Dataset entries
● ● ● ● ● ● ●

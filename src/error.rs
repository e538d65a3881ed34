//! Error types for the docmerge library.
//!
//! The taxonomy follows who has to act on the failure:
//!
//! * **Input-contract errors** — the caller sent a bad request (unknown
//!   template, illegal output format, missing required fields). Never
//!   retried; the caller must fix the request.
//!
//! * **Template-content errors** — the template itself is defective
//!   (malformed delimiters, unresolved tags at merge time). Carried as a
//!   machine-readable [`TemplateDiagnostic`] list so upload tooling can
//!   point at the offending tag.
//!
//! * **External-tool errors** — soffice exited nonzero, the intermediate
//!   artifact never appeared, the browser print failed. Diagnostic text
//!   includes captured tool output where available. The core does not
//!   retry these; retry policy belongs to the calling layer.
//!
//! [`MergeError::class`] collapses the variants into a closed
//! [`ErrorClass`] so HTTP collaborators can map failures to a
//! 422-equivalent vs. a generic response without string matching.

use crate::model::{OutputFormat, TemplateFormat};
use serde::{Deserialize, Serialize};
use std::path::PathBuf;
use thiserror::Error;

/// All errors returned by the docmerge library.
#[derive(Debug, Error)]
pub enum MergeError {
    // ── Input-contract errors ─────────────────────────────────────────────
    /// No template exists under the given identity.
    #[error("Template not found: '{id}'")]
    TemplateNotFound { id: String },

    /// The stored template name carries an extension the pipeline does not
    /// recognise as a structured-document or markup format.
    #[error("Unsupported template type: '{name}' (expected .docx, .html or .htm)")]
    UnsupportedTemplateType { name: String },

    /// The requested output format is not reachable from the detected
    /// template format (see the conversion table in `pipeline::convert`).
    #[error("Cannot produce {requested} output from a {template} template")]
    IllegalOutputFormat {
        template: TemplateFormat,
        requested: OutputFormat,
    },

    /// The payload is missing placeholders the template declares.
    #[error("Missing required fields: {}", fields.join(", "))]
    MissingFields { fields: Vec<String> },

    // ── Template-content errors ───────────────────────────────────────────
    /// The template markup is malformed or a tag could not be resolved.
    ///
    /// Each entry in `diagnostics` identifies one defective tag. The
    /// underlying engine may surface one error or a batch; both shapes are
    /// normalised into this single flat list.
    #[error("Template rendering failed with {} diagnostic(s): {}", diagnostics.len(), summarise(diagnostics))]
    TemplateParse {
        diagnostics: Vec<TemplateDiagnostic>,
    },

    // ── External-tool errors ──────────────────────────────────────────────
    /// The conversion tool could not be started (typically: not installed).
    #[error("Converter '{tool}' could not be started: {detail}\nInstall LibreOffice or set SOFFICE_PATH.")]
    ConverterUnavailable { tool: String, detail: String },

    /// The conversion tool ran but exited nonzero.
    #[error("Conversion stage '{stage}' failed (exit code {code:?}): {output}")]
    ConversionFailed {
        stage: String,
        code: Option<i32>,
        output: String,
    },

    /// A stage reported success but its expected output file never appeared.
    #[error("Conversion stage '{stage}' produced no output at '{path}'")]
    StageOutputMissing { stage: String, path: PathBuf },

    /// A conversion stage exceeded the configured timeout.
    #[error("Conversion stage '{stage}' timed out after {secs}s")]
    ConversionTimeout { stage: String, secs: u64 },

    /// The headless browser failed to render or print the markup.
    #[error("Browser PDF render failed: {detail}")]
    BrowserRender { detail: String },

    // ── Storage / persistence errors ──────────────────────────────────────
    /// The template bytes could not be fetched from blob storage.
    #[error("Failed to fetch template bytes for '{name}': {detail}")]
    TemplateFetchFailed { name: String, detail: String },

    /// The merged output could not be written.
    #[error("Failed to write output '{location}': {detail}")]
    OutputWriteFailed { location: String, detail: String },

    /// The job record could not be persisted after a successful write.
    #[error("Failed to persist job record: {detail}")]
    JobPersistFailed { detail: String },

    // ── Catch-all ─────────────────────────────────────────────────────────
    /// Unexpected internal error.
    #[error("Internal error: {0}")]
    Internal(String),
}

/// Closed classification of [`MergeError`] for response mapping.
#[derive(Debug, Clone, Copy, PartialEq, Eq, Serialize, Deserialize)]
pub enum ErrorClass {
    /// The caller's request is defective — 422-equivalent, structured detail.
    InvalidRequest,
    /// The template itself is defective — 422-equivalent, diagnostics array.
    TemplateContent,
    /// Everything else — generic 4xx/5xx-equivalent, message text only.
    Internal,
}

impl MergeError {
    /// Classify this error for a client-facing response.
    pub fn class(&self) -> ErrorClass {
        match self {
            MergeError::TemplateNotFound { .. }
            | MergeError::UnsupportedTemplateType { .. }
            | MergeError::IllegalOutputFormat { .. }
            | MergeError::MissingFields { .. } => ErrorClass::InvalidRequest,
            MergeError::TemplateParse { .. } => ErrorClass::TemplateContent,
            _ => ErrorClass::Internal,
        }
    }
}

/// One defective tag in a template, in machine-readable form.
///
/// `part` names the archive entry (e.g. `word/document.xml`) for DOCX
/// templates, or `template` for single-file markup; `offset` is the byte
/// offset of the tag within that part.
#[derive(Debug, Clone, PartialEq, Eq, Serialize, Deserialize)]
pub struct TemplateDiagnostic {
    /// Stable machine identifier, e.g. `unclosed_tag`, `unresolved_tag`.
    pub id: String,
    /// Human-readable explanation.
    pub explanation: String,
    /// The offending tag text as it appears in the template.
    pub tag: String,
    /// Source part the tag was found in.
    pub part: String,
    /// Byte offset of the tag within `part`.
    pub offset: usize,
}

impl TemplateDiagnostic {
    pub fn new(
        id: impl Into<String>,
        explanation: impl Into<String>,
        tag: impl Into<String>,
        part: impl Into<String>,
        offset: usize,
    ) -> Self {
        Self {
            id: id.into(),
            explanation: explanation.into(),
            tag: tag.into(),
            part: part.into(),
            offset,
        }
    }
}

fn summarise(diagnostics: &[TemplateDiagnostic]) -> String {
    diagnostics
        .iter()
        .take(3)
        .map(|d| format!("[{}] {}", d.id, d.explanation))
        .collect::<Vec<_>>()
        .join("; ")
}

● ● ● ● ● ● ●

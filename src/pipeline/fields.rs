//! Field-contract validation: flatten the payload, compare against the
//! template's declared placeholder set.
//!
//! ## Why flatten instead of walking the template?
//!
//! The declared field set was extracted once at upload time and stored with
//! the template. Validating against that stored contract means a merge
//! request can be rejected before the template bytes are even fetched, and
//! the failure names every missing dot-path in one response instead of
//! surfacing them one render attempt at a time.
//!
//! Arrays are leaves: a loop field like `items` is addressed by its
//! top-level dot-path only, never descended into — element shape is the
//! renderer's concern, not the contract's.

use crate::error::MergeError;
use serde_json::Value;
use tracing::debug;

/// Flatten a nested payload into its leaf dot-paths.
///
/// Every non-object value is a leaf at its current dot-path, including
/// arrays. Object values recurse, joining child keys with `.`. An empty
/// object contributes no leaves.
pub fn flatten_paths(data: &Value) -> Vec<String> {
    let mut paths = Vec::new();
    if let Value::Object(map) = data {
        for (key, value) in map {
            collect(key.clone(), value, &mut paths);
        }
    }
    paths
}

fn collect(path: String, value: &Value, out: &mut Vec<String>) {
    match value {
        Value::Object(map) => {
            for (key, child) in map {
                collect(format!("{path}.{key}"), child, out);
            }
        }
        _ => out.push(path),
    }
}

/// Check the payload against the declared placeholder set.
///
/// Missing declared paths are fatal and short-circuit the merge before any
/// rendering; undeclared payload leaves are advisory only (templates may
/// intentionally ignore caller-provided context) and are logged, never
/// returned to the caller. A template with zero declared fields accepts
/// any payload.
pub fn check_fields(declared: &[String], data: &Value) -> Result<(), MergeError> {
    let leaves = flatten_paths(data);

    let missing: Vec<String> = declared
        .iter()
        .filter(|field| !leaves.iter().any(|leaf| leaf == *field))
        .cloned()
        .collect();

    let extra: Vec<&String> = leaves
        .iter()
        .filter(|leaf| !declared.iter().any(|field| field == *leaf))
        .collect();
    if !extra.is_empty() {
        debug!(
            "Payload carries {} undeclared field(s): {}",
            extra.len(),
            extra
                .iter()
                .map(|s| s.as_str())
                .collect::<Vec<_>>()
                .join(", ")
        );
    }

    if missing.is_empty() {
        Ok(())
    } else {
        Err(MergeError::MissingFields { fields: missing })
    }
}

● ● ● ● ● ● ●

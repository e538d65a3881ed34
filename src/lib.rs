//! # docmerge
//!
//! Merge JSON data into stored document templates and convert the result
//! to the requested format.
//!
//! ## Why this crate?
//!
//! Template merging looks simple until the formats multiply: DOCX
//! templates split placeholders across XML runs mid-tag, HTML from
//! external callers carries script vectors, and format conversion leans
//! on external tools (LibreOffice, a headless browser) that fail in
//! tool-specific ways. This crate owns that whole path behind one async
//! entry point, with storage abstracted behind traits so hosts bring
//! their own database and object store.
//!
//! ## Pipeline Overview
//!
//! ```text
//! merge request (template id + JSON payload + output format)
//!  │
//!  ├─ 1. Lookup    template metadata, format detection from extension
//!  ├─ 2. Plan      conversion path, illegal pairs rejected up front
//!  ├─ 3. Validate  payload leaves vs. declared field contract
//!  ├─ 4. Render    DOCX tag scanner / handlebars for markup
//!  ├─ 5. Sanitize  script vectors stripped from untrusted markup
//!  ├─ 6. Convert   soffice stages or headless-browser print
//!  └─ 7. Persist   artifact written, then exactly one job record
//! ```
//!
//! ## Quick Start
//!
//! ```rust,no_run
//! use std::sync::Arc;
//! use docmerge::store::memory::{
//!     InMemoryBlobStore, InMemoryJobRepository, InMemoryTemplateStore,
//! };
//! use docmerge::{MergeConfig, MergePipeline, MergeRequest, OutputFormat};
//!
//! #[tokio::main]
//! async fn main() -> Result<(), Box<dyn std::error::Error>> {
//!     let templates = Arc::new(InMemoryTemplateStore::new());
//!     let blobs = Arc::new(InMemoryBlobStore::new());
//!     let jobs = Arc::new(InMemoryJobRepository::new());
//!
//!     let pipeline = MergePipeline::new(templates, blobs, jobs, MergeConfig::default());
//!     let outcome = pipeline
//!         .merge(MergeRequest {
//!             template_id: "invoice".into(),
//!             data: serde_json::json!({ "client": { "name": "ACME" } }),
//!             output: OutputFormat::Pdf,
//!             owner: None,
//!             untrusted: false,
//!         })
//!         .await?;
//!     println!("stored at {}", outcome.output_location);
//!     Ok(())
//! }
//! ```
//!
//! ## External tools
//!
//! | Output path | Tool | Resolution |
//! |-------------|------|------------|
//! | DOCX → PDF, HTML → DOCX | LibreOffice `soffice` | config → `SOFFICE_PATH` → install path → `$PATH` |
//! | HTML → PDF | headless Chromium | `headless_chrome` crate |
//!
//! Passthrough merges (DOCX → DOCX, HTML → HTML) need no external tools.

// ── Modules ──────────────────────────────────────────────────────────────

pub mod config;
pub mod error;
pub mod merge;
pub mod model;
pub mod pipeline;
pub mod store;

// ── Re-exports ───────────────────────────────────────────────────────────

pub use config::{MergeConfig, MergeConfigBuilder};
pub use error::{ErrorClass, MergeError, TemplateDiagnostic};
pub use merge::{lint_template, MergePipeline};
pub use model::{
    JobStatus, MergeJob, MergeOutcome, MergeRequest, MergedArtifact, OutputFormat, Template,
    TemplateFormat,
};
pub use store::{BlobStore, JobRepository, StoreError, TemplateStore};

● ● ● ● ● ● ●

WHAT THE TASK ASKS →
Set down, exactly as they stand above, the lines starting with the line with "failed (exit code" and going on through the line with "for response mapping.", and no others.

OUTPUT →
    #[error("Conversion stage '{stage}' failed (exit code {code:?}): {output}")]
    ConversionFailed {
        stage: String,
        code: Option<i32>,
        output: String,
    },

    /// A stage reported success but its expected output file never appeared.
    #[error("Conversion stage '{stage}' produced no output at '{path}'")]
    StageOutputMissing { stage: String, path: PathBuf },

    /// A conversion stage exceeded the configured timeout.
    #[error("Conversion stage '{stage}' timed out after {secs}s")]
    ConversionTimeout { stage: String, secs: u64 },

    /// The headless browser failed to render or print the markup.
    #[error("Browser PDF render failed: {detail}")]
    BrowserRender { detail: String },

    // ── Storage / persistence errors ──────────────────────────────────────
    /// The template bytes could not be fetched from blob storage.
    #[error("Failed to fetch template bytes for '{name}': {detail}")]
    TemplateFetchFailed { name: String, detail: String },

    /// The merged output could not be written.
    #[error("Failed to write output '{location}': {detail}")]
    OutputWriteFailed { location: String, detail: String },

    /// The job record could not be persisted after a successful write.
    #[error("Failed to persist job record: {detail}")]
    JobPersistFailed { detail: String },

    // ── Catch-all ─────────────────────────────────────────────────────────
    /// Unexpected internal error.
    #[error("Internal error: {0}")]
    Internal(String),
}

/// Closed classification of [`MergeError`] for response mapping.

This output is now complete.